Working from the records below, repeat exactly the lines starting at the line that contains "pub struct SseDecoder<R>" and ending at the line that contains "type Item = Result<Value, ClientError>;", inclusive.

--

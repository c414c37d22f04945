//! Server-Sent Events (SSE) stream decoding.
//!
//! Every streaming endpoint of the API frames its output the same way:
//! ```text
//! event: message.output.delta
//! data: {"key": "value"}
//!
//! data: {"another": "event"}
//!
//! data: [DONE]
//! ```
//!
//! Only `data:` lines are inspected. Each one carries a complete JSON payload;
//! `event:`, `id:`, `retry:`, comments and blank lines are dropped. The
//! `[DONE]` sentinel ends the stream, and so does EOF.
//!
//! Two decoders share the same line handling: [`SseDecoder`] for blocking
//! readers and [`decode`] for async byte streams such as a
//! `reqwest::Response` body. Both are lazy and read nothing until the next
//! value is pulled.

use std::io::{BufRead, BufReader, Read};
use std::iter::FusedIterator;

use bytes::BytesMut;
use futures::stream::{Stream, StreamExt};
use serde::de::DeserializeOwned;
use serde_json::Value;
use tracing::{debug, trace};

use crate::client::ClientError;

const DATA_PREFIX: &[u8] = b"data:";
const DONE_MARKER: &str = "[DONE]";

/// Check if an SSE data payload indicates the stream is done.
///
/// # Example
/// ```
/// use mistral_client::sse::is_done_marker;
///
/// assert!(is_done_marker("[DONE]"));
/// assert!(!is_done_marker(""));
/// assert!(!is_done_marker("{\"data\": \"value\"}"));
/// ```
pub fn is_done_marker(data: &str) -> bool {
    data == DONE_MARKER
}

/// What a single raw line means to the decoder.
#[derive(Debug)]
enum Frame {
    Skip,
    Done,
    Data(Value),
}

/// Classify one raw line, newline included.
///
/// The prefix is matched against the untrimmed line; only the payload after
/// it is trimmed.
fn classify_line(line: &[u8]) -> Result<Frame, ClientError> {
    let Some(rest) = line.strip_prefix(DATA_PREFIX) else {
        return Ok(Frame::Skip);
    };

    let payload = std::str::from_utf8(rest)?.trim();
    if is_done_marker(payload) {
        debug!("sse stream reached [DONE]");
        return Ok(Frame::Done);
    }

    trace!(payload, "sse data frame");
    Ok(Frame::Data(serde_json::from_str(payload)?))
}

/// Blocking SSE decoder over any [`BufRead`].
///
/// Yields one JSON value per `data:` line. After the sentinel, EOF, or the
/// first error, the iterator is exhausted and the reader is not touched
/// again.
///
/// # Example
/// ```
/// use mistral_client::sse::SseDecoder;
///
/// let body = "data: {\"n\":1}\n\ndata: [DONE]\n";
/// let values: Vec<_> = SseDecoder::new(body.as_bytes())
///     .collect::<Result<_, _>>()
///     .unwrap();
/// assert_eq!(values, vec![serde_json::json!({"n": 1})]);
/// ```
#[derive(Debug)]
pub struct SseDecoder<R> {
    reader: R,
    line: Vec<u8>,
    finished: bool,
}

impl<R: BufRead> SseDecoder<R> {
    /// Create a decoder positioned at the start of `reader`.
    pub fn new(reader: R) -> Self {
        Self {
            reader,
            line: Vec::new(),
            finished: false,
        }
    }

    /// Give back the underlying reader.
    pub fn into_inner(self) -> R {
        self.reader
    }
}

impl<R: Read> SseDecoder<BufReader<R>> {
    /// Wrap an unbuffered reader.
    pub fn from_reader(reader: R) -> Self {
        Self::new(BufReader::new(reader))
    }
}

impl<R: BufRead> Iterator for SseDecoder<R> {
    type Item = Result<Value, ClientError>;

    fn next(&mut self) -> Option<Self::Item> {
        while !self.finished {
            self.line.clear();
            match self.reader.read_until(b'\n', &mut self.line) {
                Ok(0) => {
                    debug!("sse stream closed without [DONE]");
                    self.finished = true;
                }
                Ok(_) => match classify_line(&self.line) {
                    Ok(Frame::Skip) => {}
                    Ok(Frame::Done) => self.finished = true,
                    Ok(Frame::Data(value)) => return Some(Ok(value)),
                    Err(e) => {
                        self.finished = true;
                        return Some(Err(e));
                    }
                },
                Err(e) => {
                    self.finished = true;
                    return Some(Err(e.into()));
                }
            }
        }
        None
    }
}

impl<R: BufRead> FusedIterator for SseDecoder<R> {}

/// Splits incoming byte chunks into newline-terminated lines.
///
/// Lines are split off the front of the buffer without moving the bytes
/// behind them, so a chunk holding many lines is consumed in linear time.
#[derive(Debug, Default)]
struct LineBuffer {
    buf: BytesMut,
    // Bytes of `buf` already known to contain no newline.
    scanned: usize,
}

impl LineBuffer {
    fn extend(&mut self, bytes: &[u8]) {
        self.buf.extend_from_slice(bytes);
    }

    fn next_line(&mut self) -> Option<BytesMut> {
        match self.buf[self.scanned..].iter().position(|&b| b == b'\n') {
            Some(offset) => {
                let end = self.scanned + offset;
                self.scanned = 0;
                Some(self.buf.split_to(end + 1))
            }
            None => {
                self.scanned = self.buf.len();
                None
            }
        }
    }

    fn take_remainder(&mut self) -> Option<BytesMut> {
        self.scanned = 0;
        if self.buf.is_empty() {
            None
        } else {
            Some(self.buf.split())
        }
    }
}

/// Decode an async SSE byte stream into JSON values.
///
/// The returned stream polls `byte_stream` only when it has no complete line
/// buffered and the consumer asks for the next value. It stops polling after
/// `[DONE]`, after the byte stream ends, or after the first error, which is
/// yielded as the final item.
pub fn decode<S, B, E>(byte_stream: S) -> impl Stream<Item = Result<Value, ClientError>> + Send
where
    S: Stream<Item = Result<B, E>> + Send,
    B: AsRef<[u8]> + Send,
    E: Into<ClientError> + Send,
{
    async_stream::try_stream! {
        let mut byte_stream = Box::pin(byte_stream);
        let mut lines = LineBuffer::default();
        let mut eof = false;

        loop {
            let line = if let Some(line) = lines.next_line() {
                line
            } else if eof {
                match lines.take_remainder() {
                    Some(line) => line,
                    None => break,
                }
            } else {
                match byte_stream.next().await {
                    Some(chunk) => {
                        let chunk = chunk.map_err(|e| -> ClientError { e.into() })?;
                        lines.extend(chunk.as_ref());
                    }
                    None => {
                        debug!("sse stream closed without [DONE]");
                        eof = true;
                    }
                }
                continue;
            };

            match classify_line(&line)? {
                Frame::Skip => {}
                Frame::Done => break,
                Frame::Data(value) => yield value,
            }
        }
    }
}

/// Extension trait for `reqwest::Response` to enable SSE streaming.
///
/// # Example
/// ```ignore
/// use mistral_client::sse::SSEResponseExt;
///
/// let response = http.post(url).send().await?;
///
/// let mut stream = std::pin::pin!(response.sse_events::<CompletionChunk>());
/// while let Some(chunk) = stream.next().await {
///     println!("{:?}", chunk?);
/// }
/// ```
pub trait SSEResponseExt {
    /// Convert the response body into a stream of raw JSON payloads.
    fn sse(self) -> impl Stream<Item = Result<Value, ClientError>> + Send;

    /// Convert the response body into a stream of typed events.
    ///
    /// Each payload maps to exactly one `T`; a payload that does not fit `T`
    /// ends the stream with [`ClientError::Parse`].
    fn sse_events<T>(self) -> impl Stream<Item = Result<T, ClientError>> + Send
    where
        T: DeserializeOwned + Send + 'static;
}

impl SSEResponseExt for reqwest::Response {
    fn sse(self) -> impl Stream<Item = Result<Value, ClientError>> + Send {
        decode(self.bytes_stream())
    }

    fn sse_events<T>(self) -> impl Stream<Item = Result<T, ClientError>> + Send
    where
        T: DeserializeOwned + Send + 'static,
    {
        typed(self.sse())
    }
}

/// Map decoded JSON values into `T`, ending at the first failure.
pub(crate) fn typed<S, T>(values: S) -> impl Stream<Item = Result<T, ClientError>> + Send
where
    S: Stream<Item = Result<Value, ClientError>> + Send,
    T: DeserializeOwned + Send,
{
    values
        .map(|result| {
            result.and_then(|value| serde_json::from_value(value).map_err(ClientError::Parse))
        })
        .scan(false, |failed, item| {
            if *failed {
                return futures::future::ready(None);
            }
            *failed = item.is_err();
            futures::future::ready(Some(item))
        })
}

--

**Reply to the task**
pub struct SseDecoder<R> {
    reader: R,
    line: Vec<u8>,
    finished: bool,
}

impl<R: BufRead> SseDecoder<R> {
    /// Create a decoder positioned at the start of `reader`.
    pub fn new(reader: R) -> Self {
        Self {
            reader,
            line: Vec::new(),
            finished: false,
        }
    }

    /// Give back the underlying reader.
    pub fn into_inner(self) -> R {
        self.reader
    }
}

impl<R: Read> SseDecoder<BufReader<R>> {
    /// Wrap an unbuffered reader.
    pub fn from_reader(reader: R) -> Self {
        Self::new(BufReader::new(reader))
    }
}

impl<R: BufRead> Iterator for SseDecoder<R> {
    type Item = Result<Value, ClientError>;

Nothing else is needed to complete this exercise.